Un point central des débats concerne le rejet de tout nouvel impôt ou relèvement fiscal. Les délégués soulignent l’épuisement économique de la population indigène, particulièrement touchée par la crise. Ils décident de donner un mandat impératif à leurs représentants pour s’opposer à toute charge fiscale supplémentaire.
À partir de la troisième séance, les discussions portent largement sur les Affaires indigènes. Les délégués décrivent la misère croissante dans les campagnes, le chômage, l’insuffisance des secours et les dysfonctionnements de l’assistance publique. Plusieurs interventions réclament une amélioration urgente du sort des agents subalternes des communes mixtes (cavaliers, auxiliaires, chaouchs), souvent mal rémunérés, sans statut clair ni retraite. La création d’un véritable statut, assorti d’échelles de traitement et d’un système de retraite, est présentée comme une nécessité.
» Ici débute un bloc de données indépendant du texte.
/*!
 * Scheduler Synchronization
 *
 * Invoked on every context-switch-in. Register writes are deferred until a
 * task carrying a group actually runs on a socket, then amortized across
 * every task sharing that group via the group's synced-socket bitmap. This
 * path never touches the control lock: it reads the task's group through
 * the RCU slot and serializes only on the socket's own hardware lock.
 *
 * This path cannot return an error to its caller; precondition violations
 * (a group with no placed range for the running socket's layout, a socket
 * that was never brought online) are programming errors and assert.
 */

use crate::core::bitmap::range_mask;
use crate::core::limits::GLOBAL_POOL_COS;
use crate::core::types::{CpuId, Pid, SocketId};
use crate::group::Group;
use crate::reservation::ReservationManager;
use std::sync::Arc;

impl ReservationManager {
    /// Establish hardware state for `pid` switching in on `cpu`
    pub fn sched_in(&self, pid: Pid, cpu: CpuId) {
        let socket = self
            .topology
            .socket_of(cpu)
            .expect("sched_in on a CPU with no known socket");

        // Unregistered tasks run in the global pool like unattached ones.
        let group = self
            .tasks
            .get(&pid)
            .and_then(|t| t.value().current_group());

        match group {
            None => self.sync_pool(socket),
            Some(group) => {
                if group.is_synced(socket) {
                    return;
                }
                self.sync_group(socket, &group);
            }
        }
    }

    /// Bring the socket's COS 0 register back to the global-pool mask
    fn sync_pool(&self, socket: SocketId) {
        let state = self.registry.socket(socket);
        let hw = state.hw.lock();
        assert!(
            state.layout().is_some(),
            "sched_in on socket {socket} before bring-up"
        );
        let current = self.port.read(socket, GLOBAL_POOL_COS);
        if current != hw.pool_mask {
            self.port.write(socket, GLOBAL_POOL_COS, hw.pool_mask);
        }
    }

    /// Write a group's range into its register on this socket, once
    fn sync_group(&self, socket: SocketId, group: &Arc<Group>) {
        let state = self.registry.socket(socket);
        let mut hw = state.hw.lock();
        // Another CPU on this socket may have won the race.
        if group.is_synced(socket) {
            return;
        }

        let layout = state
            .layout()
            .unwrap_or_else(|| panic!("sched_in on socket {socket} before bring-up"));
        let range = group.range(layout).unwrap_or_else(|| {
            panic!(
                "group {} has no placed range for layout {layout} on socket {socket}",
                group.id
            )
        });
        let mask = range_mask(range.start, range.len);

        // The global pool must never overlap an active reservation.
        hw.pool_mask &= !mask;
        let pool = self.port.read(socket, GLOBAL_POOL_COS);
        if pool & mask != 0 {
            self.port.write(socket, GLOBAL_POOL_COS, pool & !mask);
        }

        let current = self.port.read(socket, group.id);
        if current & mask != mask {
            self.port.write(socket, group.id, current | mask);
        }

        group.mark_synced(socket);
    }
}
Les débats abordent également les secours alimentaires, la gestion des distributions de blé, ainsi que le rôle et l’organisation des bureaux de bienfaisance. Enfin, la Délégation demande la suppression du « droit de fête » perçu à l’occasion des mariages indigènes, considéré comme une charge injustifiée et excessivement lourde dans la situation économique du moment.